• [Work instruction] Retype each line below precisely.

+++++

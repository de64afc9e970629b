//! Application state and rendering.
//!
//! The module is organized into submodules:
//! - `state`: Core state types (InputMode, ConnectionContext, layout constants)
//! - `navigation`: Location handling and jobs requests
//! - `input`: Per-route and per-mode input handlers
//! - `actions`: Action handling
//! - `render`: Rendering logic

pub mod input;
pub mod state;

mod actions;
mod navigation;
mod render;

pub use input::components::SingleLineInput;
pub use state::{ConnectionContext, FOOTER_HEIGHT, HEADER_HEIGHT, InputMode};

use nomad_config::Config;

use crate::jobs::JobListView;
use crate::route::Route;
use crate::ui::Toast;

/// Main application state.
pub struct App {
    pub route: Route,
    pub jobs: JobListView,
    pub input_mode: InputMode,
    pub search_input: SingleLineInput,
    pub token_input: SingleLineInput,
    /// A jobs request is in flight
    pub loading: bool,
    pub auto_refresh: bool,
    pub toasts: Vec<Toast>,
    pub connection: ConnectionContext,
    request_seq: u64,
    /// Id of the only jobs response that will be applied
    latest_request: Option<u64>,
}

impl App {
    pub fn new(config: &Config) -> Self {
        Self {
            route: Route::Jobs,
            jobs: JobListView::new(
                config.jobs.page_size,
                config.connection.namespace.clone(),
            ),
            input_mode: InputMode::Normal,
            search_input: SingleLineInput::new(),
            token_input: SingleLineInput::new(),
            loading: false,
            auto_refresh: config.jobs.auto_refresh,
            toasts: Vec::new(),
            connection: ConnectionContext {
                address: config.connection.address.clone(),
                has_token: config.auth.token.is_some(),
            },
            request_seq: 0,
            latest_request: None,
        }
    }

    /// The location the app currently shows, with jobs list state in the query.
    pub fn current_url(&self) -> String {
        match &self.route {
            Route::Jobs => self.jobs.location(),
            other => other.path(),
        }
    }
}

+++++

• [Output of the task]
repository de64afc9e970629b
//! Application state and rendering.
//!
//! The module is organized into submodules:
//! - `state`: Core state types (InputMode, ConnectionContext, layout constants)
//! - `navigation`: Location handling and jobs requests
//! - `input`: Per-route and per-mode input handlers
//! - `actions`: Action handling
//! - `render`: Rendering logic

pub mod input;
pub mod state;

mod actions;
mod navigation;
mod render;

pub use input::components::SingleLineInput;
pub use state::{ConnectionContext, FOOTER_HEIGHT, HEADER_HEIGHT, InputMode};

use nomad_config::Config;

use crate::jobs::JobListView;
use crate::route::Route;
use crate::ui::Toast;

/// Main application state.
pub struct App {
    pub route: Route,
    pub jobs: JobListView,
    pub input_mode: InputMode,
    pub search_input: SingleLineInput,
    pub token_input: SingleLineInput,
    /// A jobs request is in flight
    pub loading: bool,
    pub auto_refresh: bool,
    pub toasts: Vec<Toast>,
    pub connection: ConnectionContext,
    request_seq: u64,
    /// Id of the only jobs response that will be applied
    latest_request: Option<u64>,
}

impl App {
    pub fn new(config: &Config) -> Self {
        Self {
            route: Route::Jobs,
            jobs: JobListView::new(
                config.jobs.page_size,
                config.connection.namespace.clone(),
            ),
            input_mode: InputMode::Normal,
            search_input: SingleLineInput::new(),
            token_input: SingleLineInput::new(),
            loading: false,
            auto_refresh: config.jobs.auto_refresh,
            toasts: Vec::new(),
            connection: ConnectionContext {
                address: config.connection.address.clone(),
                has_token: config.auth.token.is_some(),
            },
            request_seq: 0,
            latest_request: None,
        }
    }

    /// The location the app currently shows, with jobs list state in the query.
    pub fn current_url(&self) -> String {
        match &self.route {
            Route::Jobs => self.jobs.location(),
            other => other.path(),
        }
    }
}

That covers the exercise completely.